Unlike the biomedical device industry as a whole, the implantable neural device industry has so far been resilient to migration to the land of rising dragon from its birthplaces in the US, Europe, and Australia. There are multiple reasons for that, which perhaps could be better explained by an economist. In my view, there had been two key obstacles: 1) assuring the regulatory conformance of the China-assembled medical device in the western countries; and 2) poor protection of intellectual property rights in China, making western device makers uneasy about sharing their fabrication secrets with Chinese subsidiaries. Both of these obstacles seem to be melting away. The regulatory conformance is rapidly improving as more reciprocal agreements are being ironed out between the US FDA and its Chinese counterpart, while inadequate IP rights protection no longer stops the leading electronics companies, such as Apple and Sony, from manufacturing their cutting-edge devices (e.g. iPhone, iPad, and PlayStation) in the Foxconn’s Chinese factories.
With gradual dissolution of the economic barriers, we are now faced with a barrier of a different kind: an acceptance of the level-playing field in the emerging global medical device market. When Terry Gou, the CEO of Foxconn (the largest exporter and largest private employer in China), first approached Steve Jobs, the Apple’s CEO, he had to force Mr. Jobs to give him his business card. Now, a decade later, the relationship between the two companies has evolved from a contract manufacturing to a strong and dedicated partnership, with Foxconn being a main producer of iPhone and iPads. One can hope that a similar transformation is taking place in the mindsets of leading implantable neural device makers. China has recently begun fabrication of its own cochlear implants and DBS devices. The production rate of these domestically-made devices is not high enough to compete with large multinational companies, which still control 90+ percent of the Chinese market.

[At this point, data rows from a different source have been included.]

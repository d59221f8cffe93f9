//! Dedicated observability HTTP server: `/metrics` (Prometheus text) and
//! `/health` (liveness). Runs independent of the packet pipeline so a
//! scrape never contends with a worker thread beyond reading the counter
//! array.

use super::handler::{handle_health, handle_metrics};
use http_body_util::{BodyExt, Full};
use hyper::body::{Bytes, Incoming};
use hyper::Request;
use hyper_util::rt::{TokioExecutor, TokioIo};
use hyper_util::server::conn::auto::Builder as ConnBuilder;
use prometheus::Registry;
use std::net::SocketAddr;
use std::sync::Arc;
use tokio::net::TcpListener;
use tokio::signal;
use tracing::{info, warn};

pub async fn start_observability_server(
    port: u16,
    registry: Registry,
) -> Result<(), Box<dyn std::error::Error + Send + Sync>> {
    let registry = Arc::new(registry);
    let addr = SocketAddr::from(([0, 0, 0, 0], port));
    let listener = TcpListener::bind(addr).await?;

    info!(?addr, "observability server started (metrics + health)");

    let mut sigterm = signal::unix::signal(signal::unix::SignalKind::terminate())
        .map_err(|e| std::io::Error::other(format!("failed to set up SIGTERM handler: {e}")))?;
    let mut sigint = signal::unix::signal(signal::unix::SignalKind::interrupt())
        .map_err(|e| std::io::Error::other(format!("failed to set up SIGINT handler: {e}")))?;

    loop {
        tokio::select! {
            _ = sigterm.recv() => {
                info!("observability server: received SIGTERM, shutting down");
                break;
            }
            _ = sigint.recv() => {
                info!("observability server: received SIGINT, shutting down");
                break;
            }
            result = listener.accept() => {
                let (stream, peer) = match result {
                    Ok(pair) => pair,
                    Err(e) => {
                        warn!(error = %e, "observability server: accept error");
                        continue;
                    }
                };

                let registry = registry.clone();
                tokio::spawn(async move {
                    let svc = hyper::service::service_fn(move |req: Request<Incoming>| {
                        let registry = registry.clone();
                        async move {
                            let response = match req.uri().path() {
                                "/metrics" => handle_metrics(&registry),
                                "/health" => handle_health(),
                                _ => {
                                    let body = Full::new(Bytes::from("not found"))
                                        .map_err(|never| match never {})
                                        .boxed();
                                    let mut resp = hyper::Response::new(body);
                                    *resp.status_mut() = hyper::StatusCode::NOT_FOUND;
                                    return Ok::<_, hyper::Error>(resp);
                                }
                            };
                            match response {
                                Ok(resp) => Ok(resp),
                                Err(_) => {
                                    let body = Full::new(Bytes::from("internal error"))
                                        .map_err(|never| match never {})
                                        .boxed();
                                    let mut resp = hyper::Response::new(body);
                                    *resp.status_mut() = hyper::StatusCode::INTERNAL_SERVER_ERROR;
                                    Ok(resp)
                                }
                            }
                        }
                    });

                    let builder = ConnBuilder::new(TokioExecutor::new());
                    if let Err(e) = builder.serve_connection(TokioIo::new(stream), svc).await {
                        warn!(?peer, error = %e, "observability server: serve_connection error");
                    }
                });
            }
        }
    }

    info!("observability server stopped");
    Ok(())
}
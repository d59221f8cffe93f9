//! OpenTelemetry instruments exporting the counter array and cache hit
//! ratio to Prometheus: build a `Meter`, declare one instrument per
//! series, read the process-wide [`MetricsSnapshot`] into them on scrape.

use super::counters::{CounterArray, MetricId};
use opentelemetry::global;
use opentelemetry::metrics::{Counter, Gauge, Meter};
use opentelemetry_sdk::metrics::SdkMeterProvider;
use prometheus::Registry;
use std::sync::Arc;

/// Exported OpenTelemetry instruments, one per `MetricId` plus a derived
/// cache-hit-ratio gauge.
pub struct OtelMetrics {
    counters: [Counter<u64>; MetricId::COUNT],
    cache_hit_ratio: Gauge<f64>,
}

impl OtelMetrics {
    fn new(meter: Meter) -> Self {
        let counters = MetricId::ALL.map(|id| {
            meter
                .u64_counter(format!("ndnfwd_{}_total", id.name()))
                .with_description(format!("Total {}", id.name().replace('_', " ")))
                .build()
        });
        let cache_hit_ratio = meter
            .f64_gauge("ndnfwd_cache_hit_ratio")
            .with_description("Content store hit ratio: hits / (hits + misses)")
            .build();
        Self {
            counters,
            cache_hit_ratio,
        }
    }

    /// Re-reads `array`'s current totals into the exported instruments.
    /// OpenTelemetry counters are monotonic adds, not absolute sets, so this
    /// records the delta since the last scrape.
    pub fn observe(&self, array: &CounterArray, last: &mut [u64; MetricId::COUNT]) {
        let snapshot = array.snapshot();
        for id in MetricId::ALL {
            let idx = id as usize;
            let delta = snapshot.values[idx].saturating_sub(last[idx]);
            if delta > 0 {
                self.counters[idx].add(delta, &[]);
            }
            last[idx] = snapshot.values[idx];
        }
        self.cache_hit_ratio.record(snapshot.cache_hit_ratio(), &[]);
    }
}

pub fn init_metrics() -> Result<(Arc<OtelMetrics>, Registry), Box<dyn std::error::Error + Send + Sync>>
{
    let registry = Registry::default();

    let exporter = opentelemetry_prometheus::exporter()
        .with_registry(registry.clone())
        .build()?;

    let meter_provider = SdkMeterProvider::builder().with_reader(exporter).build();
    global::set_meter_provider(meter_provider);

    let meter = global::meter("ndnfwd");
    Ok((Arc::new(OtelMetrics::new(meter)), registry))
}
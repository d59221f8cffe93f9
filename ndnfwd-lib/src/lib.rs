#![forbid(unsafe_code)]

pub mod clock;
pub mod config;
pub mod error;
pub mod frame_source;
pub mod hashing;
pub mod packet;
pub mod router;
pub mod tables;
pub mod telemetry;
pub mod tlv;

pub use clock::{Clock, FakeClock, SystemClock};
pub use config::{load_from_path, Config};
pub use error::{NdnfwdError, Result};
pub use frame_source::FrameSource;
pub use hashing::{hash_name, HashAlgorithm};
pub use packet::Verdict;
pub use router::Router;
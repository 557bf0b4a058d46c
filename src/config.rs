use anyhow::{Context, Result};
use std::env;
use std::str::FromStr;

#[derive(Clone, Debug)]
pub struct Config {
    pub server_addr: String,
    pub database_url: String,
    pub database_max_connections: u32,

    /// `None` means any origin may call the API.
    pub allowed_origins: Option<Vec<String>>,

    // Rate limiting, 0 turns it off
    pub rate_limit_per_min: u32,

    pub api_prefix: String,
    pub log_dir: String,
}

impl Config {
    pub fn from_env() -> Result<Self> {
        dotenvy::dotenv().ok();
        Self::from_lookup(|key| env::var(key).ok())
    }

    pub fn from_lookup<F>(lookup: F) -> Result<Self>
    where
        F: Fn(&str) -> Option<String>,
    {
        let string_or = |key: &str, default: &str| lookup(key).unwrap_or_else(|| default.to_string());

        Ok(Self {
            server_addr: string_or("SERVER_ADDR", "0.0.0.0:8000"),
            database_url: string_or("DATABASE_URL", "sqlite://hrms.db?mode=rwc"),
            database_max_connections: parse_or(&lookup, "DATABASE_MAX_CONNECTIONS", 5)?,
            allowed_origins: parse_origins(&string_or("ALLOWED_ORIGINS", "*")),
            rate_limit_per_min: parse_or(&lookup, "RATE_LIMIT_PER_MIN", 600)?,
            api_prefix: string_or("API_PREFIX", "/api"),
            log_dir: string_or("LOG_DIR", "logs"),
        })
    }

    /// Milliseconds between replenished requests, never below 1.
    pub fn rate_limit_interval_ms(&self) -> u64 {
        (60_000 / u64::from(self.rate_limit_per_min.max(1))).max(1)
    }
}

fn parse_or<F, T>(lookup: &F, key: &str, default: T) -> Result<T>
where
    F: Fn(&str) -> Option<String>,
    T: FromStr,
    T::Err: std::error::Error + Send + Sync + 'static,
{
    match lookup(key) {
        Some(raw) => raw
            .trim()
            .parse()
            .with_context(|| format!("{key} has an invalid value: {raw:?}")),
        None => Ok(default),
    }
}

/// `*` allows every origin; otherwise a comma-separated allow list.
fn parse_origins(raw: &str) -> Option<Vec<String>> {
    if raw.trim() == "*" {
        return None;
    }

    Some(
        raw.split(',')
            .map(str::trim)
            .filter(|origin| !origin.is_empty())
            .map(String::from)
            .collect(),
    )
}
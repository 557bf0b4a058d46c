//! Every read and write of persisted state goes through these functions. Each one
//! takes the pool explicitly and holds a connection only for its own queries.

pub mod attendance;
pub mod employee;
pub mod statistics;
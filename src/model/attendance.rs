use chrono::NaiveDate;
use serde::{Deserialize, Serialize};
use strum::{AsRefStr, Display, EnumString};
use utoipa::ToSchema;

#[derive(
    Debug,
    Copy,
    Clone,
    Eq,
    PartialEq,
    Serialize,
    Deserialize,
    sqlx::Type,
    ToSchema,
    Display,
    EnumString,
    AsRefStr,
)]
pub enum AttendanceStatus {
    Present,
    Absent,
}

#[derive(Debug, Clone, PartialEq, Eq, Serialize, Deserialize, sqlx::FromRow, ToSchema)]
#[schema(
    example = json!({
        "id": 1,
        "employee_id": 1,
        "date": "2024-01-10",
        "status": "Present"
    })
)]
pub struct Attendance {
    #[schema(example = 1)]
    pub id: i64,

    /// Internal id of the owning employee.
    #[schema(example = 1)]
    pub employee_id: i64,

    #[schema(example = "2024-01-10", format = "date", value_type = String)]
    pub date: NaiveDate,

    pub status: AttendanceStatus,
}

In anticipation of a looming challenge, the multinationals are expanding their operations in China. For example, Medtronic reported the opening a patient care center in Beijing in 2010 and its new regional headquarters in Shanghai earlier this year, with plans to double its workforce in China to 2,000 employees by 2015 (while reducing the same amount of workforce in other countries). Similarly, Boston Scientific announced a five-year, $150 million investment in China, including the construction of new manufacturing and research facilities and addition of 1,000 workers to the current 200. Following in the footsteps of its competitors, St. Jude Medical announced the opening of an R&D center in Beijing along with a manufacturing facility and training center in Malaysia. It makes sense for the neurotech device industry to embrace the Chinese emerging economy to utilize its consumers, labor, and innovation. According to this report from the Economist, Chinese R&D centers have already developed some innovative medical devices with a price tag one tenth of comparable products in the West. There’s no doubt that we’ll be seeing even more innovation from and investment in China’s neurotech industry. And with more than 1 billion of human capital at hand, it is easy to imagine the potential.